From Psychology Today . . . was there ever any doubt? Anyone who has lived a dog for any length of time knows that they can feel when we are don't doing well. often, they will stay close and be extra affectionate.
New research shows that dogs respond to their owner's unhappiness. Published onJune 7, 2012 by Stanley Coren, Ph.D., F.R.S.C. in Canine Corner
People often report that it seems as if their dogs are reading their emotional state and responding in much the same way that a human would, providing sympathy and comfort, or joining in their joy. For example an acquaintance named Deborah told me that she had just gotten off of the phone after learning that her sister's husband had died and was sitting on the sofa wiping tears from her eyes and trying to deal with her sadness. She said, "At that moment Angus [her Golden retriever] came over to me and laid his head on my knee and began to whimper. A moment later he quietly walked away, and then returned with one of his favorite toys and gently put it in my lap, and gently licked my hand. I knew he was trying to comfort me. I believe that he was feeling my pain and hoping that the toy which made him happy might also help me to feel better.."

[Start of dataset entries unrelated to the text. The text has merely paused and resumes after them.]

//! Queries against the tenant, rule and conversation tables
//!
//! Every function takes a generic executor so callers can run it on the pool
//! or inside a transaction.

use sqlx::PgExecutor;

use crate::models::{
    AutoReplyRule, ConversationLogEntry, NewConversation, SubscriptionStatus, Tenant,
};

pub async fn find_tenant<'e, E>(executor: E, tenant_id: i32) -> Result<Option<Tenant>, sqlx::Error>
where
    E: PgExecutor<'e>,
{
    sqlx::query_as::<_, Tenant>(
        r#"
        SELECT id, name, whatsapp_token, whatsapp_phone_id, stripe_customer_id, subscription_status
        FROM clients
        WHERE id = $1
        "#,
    )
    .bind(tenant_id)
    .fetch_optional(executor)
    .await
}

/// Case-insensitive exact keyword match for one tenant.
///
/// When several rules share a keyword the lowest rule id wins.
pub async fn find_matching_rule<'e, E>(
    executor: E,
    tenant_id: i32,
    text: &str,
) -> Result<Option<AutoReplyRule>, sqlx::Error>
where
    E: PgExecutor<'e>,
{
    sqlx::query_as::<_, AutoReplyRule>(
        r#"
        SELECT id, client_id, keyword, reply_message
        FROM auto_replies
        WHERE client_id = $1
          AND LOWER(keyword) = LOWER($2)
          AND reply_message IS NOT NULL
        ORDER BY id ASC
        LIMIT 1
        "#,
    )
    .bind(tenant_id)
    .bind(text)
    .fetch_optional(executor)
    .await
}

pub async fn insert_conversation<'e, E>(
    executor: E,
    entry: NewConversation<'_>,
) -> Result<ConversationLogEntry, sqlx::Error>
where
    E: PgExecutor<'e>,
{
    sqlx::query_as::<_, ConversationLogEntry>(
        r#"
        INSERT INTO conversations (client_id, user_phone, message, reply)
        VALUES ($1, $2, $3, $4)
        RETURNING id, client_id, user_phone, message, reply, timestamp
        "#,
    )
    .bind(entry.client_id)
    .bind(entry.user_phone)
    .bind(entry.message)
    .bind(entry.reply)
    .fetch_one(executor)
    .await
}

/// Set the subscription status of every tenant billed under `customer_id`.
///
/// Returns the number of tenants updated; zero means the customer is unknown.
pub async fn set_subscription_status_by_customer<'e, E>(
    executor: E,
    customer_id: &str,
    status: SubscriptionStatus,
) -> Result<u64, sqlx::Error>
where
    E: PgExecutor<'e>,
{
    let result = sqlx::query(
        r#"
        UPDATE clients
        SET subscription_status = $1
        WHERE stripe_customer_id = $2
        "#,
    )
    .bind(status.as_str())
    .bind(customer_id)
    .execute(executor)
    .await?;

    Ok(result.rows_affected())
}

Such incidents involving pet dogs appear to be quite common and at face value they seem to show that dogs are showing empathy for their owners. Generally speaking empathy can be defined as the ability to put oneself into the mental shoes of another person to understand and even share their emotions and feelings. Although dog owners seem to be quite sure that their dogs have empathy for their feelings, if you make that suggestion to a group of psychologists are behavioral biologists it is more apt to start an argument rather than to bring out nods of agreement.